Instructions to follow: The answer must consist of every line from the data that holds the string "without".

Source data:
--------

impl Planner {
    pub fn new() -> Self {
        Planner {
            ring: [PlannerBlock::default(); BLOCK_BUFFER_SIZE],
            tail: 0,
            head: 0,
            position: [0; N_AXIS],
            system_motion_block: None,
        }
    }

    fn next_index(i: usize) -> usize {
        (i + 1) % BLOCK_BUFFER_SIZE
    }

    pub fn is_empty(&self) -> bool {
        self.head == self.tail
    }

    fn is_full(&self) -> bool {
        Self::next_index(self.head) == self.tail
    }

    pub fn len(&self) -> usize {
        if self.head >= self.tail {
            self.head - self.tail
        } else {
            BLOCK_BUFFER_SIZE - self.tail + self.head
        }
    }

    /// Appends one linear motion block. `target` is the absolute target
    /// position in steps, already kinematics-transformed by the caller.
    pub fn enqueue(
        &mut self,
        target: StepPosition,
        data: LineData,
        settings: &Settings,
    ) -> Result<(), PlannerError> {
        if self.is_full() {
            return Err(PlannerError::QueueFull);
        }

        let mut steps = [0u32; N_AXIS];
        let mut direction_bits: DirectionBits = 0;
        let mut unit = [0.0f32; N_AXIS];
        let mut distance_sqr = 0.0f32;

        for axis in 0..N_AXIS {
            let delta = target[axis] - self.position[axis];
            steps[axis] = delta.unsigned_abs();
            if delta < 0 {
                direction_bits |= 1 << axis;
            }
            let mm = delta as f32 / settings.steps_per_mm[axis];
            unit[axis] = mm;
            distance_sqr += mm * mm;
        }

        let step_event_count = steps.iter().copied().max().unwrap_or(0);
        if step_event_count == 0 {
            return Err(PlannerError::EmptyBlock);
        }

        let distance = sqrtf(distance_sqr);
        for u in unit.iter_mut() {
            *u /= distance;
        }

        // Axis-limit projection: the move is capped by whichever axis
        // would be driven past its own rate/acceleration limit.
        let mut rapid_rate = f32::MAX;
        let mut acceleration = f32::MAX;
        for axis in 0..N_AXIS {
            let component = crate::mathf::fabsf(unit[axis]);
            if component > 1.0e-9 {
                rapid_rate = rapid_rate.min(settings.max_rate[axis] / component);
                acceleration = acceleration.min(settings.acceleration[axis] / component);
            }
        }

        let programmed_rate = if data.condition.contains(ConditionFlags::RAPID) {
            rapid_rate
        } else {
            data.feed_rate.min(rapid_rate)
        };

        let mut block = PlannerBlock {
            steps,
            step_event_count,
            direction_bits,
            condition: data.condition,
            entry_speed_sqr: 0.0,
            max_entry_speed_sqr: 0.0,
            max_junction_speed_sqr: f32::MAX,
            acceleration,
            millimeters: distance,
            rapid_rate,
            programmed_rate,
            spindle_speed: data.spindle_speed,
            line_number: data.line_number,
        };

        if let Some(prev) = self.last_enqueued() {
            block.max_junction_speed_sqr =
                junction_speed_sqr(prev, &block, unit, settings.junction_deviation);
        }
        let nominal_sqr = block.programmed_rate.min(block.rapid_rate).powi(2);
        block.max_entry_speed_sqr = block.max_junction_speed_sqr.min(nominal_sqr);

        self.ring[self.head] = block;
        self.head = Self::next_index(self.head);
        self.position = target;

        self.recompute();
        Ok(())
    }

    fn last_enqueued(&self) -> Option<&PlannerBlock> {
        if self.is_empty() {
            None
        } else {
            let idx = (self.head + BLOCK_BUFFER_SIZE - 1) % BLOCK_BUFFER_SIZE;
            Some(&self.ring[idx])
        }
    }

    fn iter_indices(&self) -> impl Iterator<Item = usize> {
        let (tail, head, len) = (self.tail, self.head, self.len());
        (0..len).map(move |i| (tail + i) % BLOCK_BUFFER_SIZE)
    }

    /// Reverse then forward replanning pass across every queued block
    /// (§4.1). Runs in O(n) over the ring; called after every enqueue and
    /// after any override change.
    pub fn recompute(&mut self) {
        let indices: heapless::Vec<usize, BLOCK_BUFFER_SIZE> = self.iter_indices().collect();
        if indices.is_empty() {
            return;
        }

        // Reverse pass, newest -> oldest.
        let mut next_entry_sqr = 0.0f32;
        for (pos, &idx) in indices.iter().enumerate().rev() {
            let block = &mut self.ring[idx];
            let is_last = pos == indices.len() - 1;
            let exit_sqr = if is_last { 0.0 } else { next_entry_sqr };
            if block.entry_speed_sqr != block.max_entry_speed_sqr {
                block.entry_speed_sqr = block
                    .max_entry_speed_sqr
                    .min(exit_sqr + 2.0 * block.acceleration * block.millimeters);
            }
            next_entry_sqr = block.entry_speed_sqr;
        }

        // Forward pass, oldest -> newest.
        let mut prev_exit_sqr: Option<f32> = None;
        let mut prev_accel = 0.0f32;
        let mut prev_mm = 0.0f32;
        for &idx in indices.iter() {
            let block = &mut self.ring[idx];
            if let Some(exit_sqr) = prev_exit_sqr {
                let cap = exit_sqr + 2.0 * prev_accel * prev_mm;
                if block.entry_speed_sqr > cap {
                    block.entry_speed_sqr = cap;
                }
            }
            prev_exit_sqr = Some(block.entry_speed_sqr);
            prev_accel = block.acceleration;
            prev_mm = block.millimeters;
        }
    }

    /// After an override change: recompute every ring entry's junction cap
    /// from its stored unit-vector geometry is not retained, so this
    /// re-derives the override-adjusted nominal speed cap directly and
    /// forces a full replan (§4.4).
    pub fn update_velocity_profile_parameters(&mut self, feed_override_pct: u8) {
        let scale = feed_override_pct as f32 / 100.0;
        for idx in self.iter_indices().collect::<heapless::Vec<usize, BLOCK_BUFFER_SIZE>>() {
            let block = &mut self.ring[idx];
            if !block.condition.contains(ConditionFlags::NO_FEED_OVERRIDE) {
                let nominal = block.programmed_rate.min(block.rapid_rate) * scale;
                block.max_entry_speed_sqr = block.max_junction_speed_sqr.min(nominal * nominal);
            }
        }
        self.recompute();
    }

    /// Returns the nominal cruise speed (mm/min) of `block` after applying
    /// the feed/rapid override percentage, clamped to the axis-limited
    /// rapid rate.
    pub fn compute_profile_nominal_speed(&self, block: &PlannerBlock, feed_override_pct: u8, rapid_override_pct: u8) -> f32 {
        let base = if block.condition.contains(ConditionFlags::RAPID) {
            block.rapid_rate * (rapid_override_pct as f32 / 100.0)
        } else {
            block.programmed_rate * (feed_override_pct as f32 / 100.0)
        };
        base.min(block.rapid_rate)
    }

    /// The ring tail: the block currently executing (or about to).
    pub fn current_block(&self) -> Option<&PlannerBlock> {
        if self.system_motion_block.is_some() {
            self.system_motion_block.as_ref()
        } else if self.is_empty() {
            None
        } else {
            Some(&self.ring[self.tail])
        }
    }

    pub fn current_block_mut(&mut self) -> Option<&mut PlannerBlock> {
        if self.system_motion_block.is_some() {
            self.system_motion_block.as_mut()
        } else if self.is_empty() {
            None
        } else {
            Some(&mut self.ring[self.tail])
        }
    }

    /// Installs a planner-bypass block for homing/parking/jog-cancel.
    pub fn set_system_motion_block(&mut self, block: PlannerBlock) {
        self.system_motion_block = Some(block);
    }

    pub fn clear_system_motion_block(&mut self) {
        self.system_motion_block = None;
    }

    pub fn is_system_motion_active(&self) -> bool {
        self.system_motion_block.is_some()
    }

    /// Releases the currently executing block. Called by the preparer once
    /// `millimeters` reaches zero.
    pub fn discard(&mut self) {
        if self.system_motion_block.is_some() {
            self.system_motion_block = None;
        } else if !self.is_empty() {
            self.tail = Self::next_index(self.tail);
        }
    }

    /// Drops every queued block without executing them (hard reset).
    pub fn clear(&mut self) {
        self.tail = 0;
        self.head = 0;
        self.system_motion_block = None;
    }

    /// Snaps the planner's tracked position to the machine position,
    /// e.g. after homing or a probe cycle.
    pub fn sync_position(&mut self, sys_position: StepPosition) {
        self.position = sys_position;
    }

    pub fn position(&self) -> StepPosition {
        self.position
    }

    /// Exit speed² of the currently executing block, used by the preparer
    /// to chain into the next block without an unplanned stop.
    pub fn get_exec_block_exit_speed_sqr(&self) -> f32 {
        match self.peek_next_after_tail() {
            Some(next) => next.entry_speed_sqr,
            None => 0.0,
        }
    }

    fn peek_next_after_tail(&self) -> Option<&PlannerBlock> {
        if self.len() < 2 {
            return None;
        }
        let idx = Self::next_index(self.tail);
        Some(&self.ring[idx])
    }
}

--------

Exercise solution:
    /// Drops every queued block without executing them (hard reset).
    /// to chain into the next block without an unplanned stop.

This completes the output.